REQUIREMENT: Keeping each line exactly as it is, output all of the records.
━━━━━ THE DATA
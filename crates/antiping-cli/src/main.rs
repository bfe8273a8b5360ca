// CLI for config checks and offline event replay

use clap::{Parser, Subcommand};
use std::path::PathBuf;
use tracing_subscriber::EnvFilter;

mod sink;

mod commands {
    pub mod check_config;
    pub mod replay;
}

#[derive(Parser)]
#[command(name = "antiping")]
#[command(about = "antiping - Spam and mass-mention moderation for chat rooms", long_about = None)]
struct Cli {
    #[command(subcommand)]
    command: Commands,

    /// Config file path
    #[arg(short, long, global = true, default_value = "antiping.toml")]
    config: PathBuf,

    /// Enable verbose logging
    #[arg(short, long, global = true)]
    verbose: bool,
}

#[derive(Subcommand)]
enum Commands {
    /// Validate the configuration and print the effective settings
    CheckConfig,

    /// Score newline-delimited JSON events and print one verdict per line
    Replay {
        /// Event file (stdin if omitted)
        #[arg(short, long)]
        input: Option<PathBuf>,
    },
}

#[tokio::main]
async fn main() -> anyhow::Result<()> {
    let cli = Cli::parse();

    // RUST_LOG wins over the verbosity flag
    let log_level = if cli.verbose { "debug" } else { "info" };
    tracing_subscriber::fmt()
        .with_env_filter(
            EnvFilter::try_from_default_env().unwrap_or_else(|_| EnvFilter::new(log_level)),
        )
        .with_writer(std::io::stderr)
        .init();

    match cli.command {
        Commands::CheckConfig => {
            commands::check_config::run(&cli.config)?;
        }
        Commands::Replay { input } => {
            commands::replay::run(&cli.config, input.as_deref()).await?;
        }
    }

    Ok(())
}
━━━━━━━━━━
SOLUTION:
filename crates/antiping-cli/src/main.rs
repository bfe8273a8b5360ca
// CLI for config checks and offline event replay

use clap::{Parser, Subcommand};
use std::path::PathBuf;
use tracing_subscriber::EnvFilter;

mod sink;

mod commands {
    pub mod check_config;
    pub mod replay;
}

#[derive(Parser)]
#[command(name = "antiping")]
#[command(about = "antiping - Spam and mass-mention moderation for chat rooms", long_about = None)]
struct Cli {
    #[command(subcommand)]
    command: Commands,

    /// Config file path
    #[arg(short, long, global = true, default_value = "antiping.toml")]
    config: PathBuf,

    /// Enable verbose logging
    #[arg(short, long, global = true)]
    verbose: bool,
}

#[derive(Subcommand)]
enum Commands {
    /// Validate the configuration and print the effective settings
    CheckConfig,

    /// Score newline-delimited JSON events and print one verdict per line
    Replay {
        /// Event file (stdin if omitted)
        #[arg(short, long)]
        input: Option<PathBuf>,
    },
}

#[tokio::main]
async fn main() -> anyhow::Result<()> {
    let cli = Cli::parse();

    // RUST_LOG wins over the verbosity flag
    let log_level = if cli.verbose { "debug" } else { "info" };
    tracing_subscriber::fmt()
        .with_env_filter(
            EnvFilter::try_from_default_env().unwrap_or_else(|_| EnvFilter::new(log_level)),
        )
        .with_writer(std::io::stderr)
        .init();

    match cli.command {
        Commands::CheckConfig => {
            commands::check_config::run(&cli.config)?;
        }
        Commands::Replay { input } => {
            commands::replay::run(&cli.config, input.as_deref()).await?;
        }
    }

    Ok(())
}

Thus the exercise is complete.